##### Listed entries #####

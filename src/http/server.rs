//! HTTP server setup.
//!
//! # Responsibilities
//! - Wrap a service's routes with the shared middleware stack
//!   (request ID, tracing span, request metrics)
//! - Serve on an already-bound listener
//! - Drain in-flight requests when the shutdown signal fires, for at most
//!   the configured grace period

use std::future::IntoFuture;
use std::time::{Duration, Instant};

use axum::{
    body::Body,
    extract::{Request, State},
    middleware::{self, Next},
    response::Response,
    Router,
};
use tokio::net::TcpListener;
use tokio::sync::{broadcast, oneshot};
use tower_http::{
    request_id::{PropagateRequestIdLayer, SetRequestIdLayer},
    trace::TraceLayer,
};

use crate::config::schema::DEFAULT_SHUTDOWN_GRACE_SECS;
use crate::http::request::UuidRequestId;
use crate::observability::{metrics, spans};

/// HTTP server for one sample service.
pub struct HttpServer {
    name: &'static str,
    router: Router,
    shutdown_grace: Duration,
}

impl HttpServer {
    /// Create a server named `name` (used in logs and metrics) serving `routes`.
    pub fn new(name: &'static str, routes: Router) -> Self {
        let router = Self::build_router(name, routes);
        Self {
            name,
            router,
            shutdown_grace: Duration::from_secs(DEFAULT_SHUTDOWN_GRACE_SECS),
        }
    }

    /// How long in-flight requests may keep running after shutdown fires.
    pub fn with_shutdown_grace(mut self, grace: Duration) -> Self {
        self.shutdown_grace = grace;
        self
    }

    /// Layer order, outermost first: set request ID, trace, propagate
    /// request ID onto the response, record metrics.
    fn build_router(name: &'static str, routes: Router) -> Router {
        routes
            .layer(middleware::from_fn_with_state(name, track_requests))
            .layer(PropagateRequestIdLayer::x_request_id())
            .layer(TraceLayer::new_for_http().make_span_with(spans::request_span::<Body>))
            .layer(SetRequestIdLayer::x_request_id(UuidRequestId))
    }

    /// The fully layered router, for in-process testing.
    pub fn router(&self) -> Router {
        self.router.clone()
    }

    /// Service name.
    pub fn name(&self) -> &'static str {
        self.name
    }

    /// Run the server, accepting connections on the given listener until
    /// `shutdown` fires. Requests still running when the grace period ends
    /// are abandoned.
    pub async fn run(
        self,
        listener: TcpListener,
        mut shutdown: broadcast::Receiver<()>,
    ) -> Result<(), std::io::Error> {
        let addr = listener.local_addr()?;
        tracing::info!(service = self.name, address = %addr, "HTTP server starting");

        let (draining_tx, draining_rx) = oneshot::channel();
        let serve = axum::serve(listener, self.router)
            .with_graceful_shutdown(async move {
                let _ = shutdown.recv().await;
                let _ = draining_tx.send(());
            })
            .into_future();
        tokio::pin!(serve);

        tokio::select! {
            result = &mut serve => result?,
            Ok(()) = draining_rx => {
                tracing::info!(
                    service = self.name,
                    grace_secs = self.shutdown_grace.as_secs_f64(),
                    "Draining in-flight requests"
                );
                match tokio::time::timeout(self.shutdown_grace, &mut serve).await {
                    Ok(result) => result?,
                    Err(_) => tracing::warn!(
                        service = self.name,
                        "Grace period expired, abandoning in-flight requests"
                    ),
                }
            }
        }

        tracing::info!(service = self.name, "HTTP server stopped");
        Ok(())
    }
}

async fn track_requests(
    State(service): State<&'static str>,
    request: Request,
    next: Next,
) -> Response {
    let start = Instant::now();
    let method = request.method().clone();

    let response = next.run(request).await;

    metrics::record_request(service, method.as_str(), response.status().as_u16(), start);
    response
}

#####

Exercise:
Every record above should be output exactly.

Written answer:
filename src/http/server.rs
//! HTTP server setup.
//!
//! # Responsibilities
//! - Wrap a service's routes with the shared middleware stack
//!   (request ID, tracing span, request metrics)
//! - Serve on an already-bound listener
//! - Drain in-flight requests when the shutdown signal fires, for at most
//!   the configured grace period

use std::future::IntoFuture;
use std::time::{Duration, Instant};

use axum::{
    body::Body,
    extract::{Request, State},
    middleware::{self, Next},
    response::Response,
    Router,
};
use tokio::net::TcpListener;
use tokio::sync::{broadcast, oneshot};
use tower_http::{
    request_id::{PropagateRequestIdLayer, SetRequestIdLayer},
    trace::TraceLayer,
};

use crate::config::schema::DEFAULT_SHUTDOWN_GRACE_SECS;
use crate::http::request::UuidRequestId;
use crate::observability::{metrics, spans};

/// HTTP server for one sample service.
pub struct HttpServer {
    name: &'static str,
    router: Router,
    shutdown_grace: Duration,
}

impl HttpServer {
    /// Create a server named `name` (used in logs and metrics) serving `routes`.
    pub fn new(name: &'static str, routes: Router) -> Self {
        let router = Self::build_router(name, routes);
        Self {
            name,
            router,
            shutdown_grace: Duration::from_secs(DEFAULT_SHUTDOWN_GRACE_SECS),
        }
    }

    /// How long in-flight requests may keep running after shutdown fires.
    pub fn with_shutdown_grace(mut self, grace: Duration) -> Self {
        self.shutdown_grace = grace;
        self
    }

    /// Layer order, outermost first: set request ID, trace, propagate
    /// request ID onto the response, record metrics.
    fn build_router(name: &'static str, routes: Router) -> Router {
        routes
            .layer(middleware::from_fn_with_state(name, track_requests))
            .layer(PropagateRequestIdLayer::x_request_id())
            .layer(TraceLayer::new_for_http().make_span_with(spans::request_span::<Body>))
            .layer(SetRequestIdLayer::x_request_id(UuidRequestId))
    }

    /// The fully layered router, for in-process testing.
    pub fn router(&self) -> Router {
        self.router.clone()
    }

    /// Service name.
    pub fn name(&self) -> &'static str {
        self.name
    }

    /// Run the server, accepting connections on the given listener until
    /// `shutdown` fires. Requests still running when the grace period ends
    /// are abandoned.
    pub async fn run(
        self,
        listener: TcpListener,
        mut shutdown: broadcast::Receiver<()>,
    ) -> Result<(), std::io::Error> {
        let addr = listener.local_addr()?;
        tracing::info!(service = self.name, address = %addr, "HTTP server starting");

        let (draining_tx, draining_rx) = oneshot::channel();
        let serve = axum::serve(listener, self.router)
            .with_graceful_shutdown(async move {
                let _ = shutdown.recv().await;
                let _ = draining_tx.send(());
            })
            .into_future();
        tokio::pin!(serve);

        tokio::select! {
            result = &mut serve => result?,
            Ok(()) = draining_rx => {
                tracing::info!(
                    service = self.name,
                    grace_secs = self.shutdown_grace.as_secs_f64(),
                    "Draining in-flight requests"
                );
                match tokio::time::timeout(self.shutdown_grace, &mut serve).await {
                    Ok(result) => result?,
                    Err(_) => tracing::warn!(
                        service = self.name,
                        "Grace period expired, abandoning in-flight requests"
                    ),
                }
            }
        }

        tracing::info!(service = self.name, "HTTP server stopped");
        Ok(())
    }
}

async fn track_requests(
    State(service): State<&'static str>,
    request: Request,
    next: Next,
) -> Response {
    let start = Instant::now();
    let method = request.method().clone();

    let response = next.run(request).await;

    metrics::record_request(service, method.as_str(), response.status().as_u16(), start);
    response
}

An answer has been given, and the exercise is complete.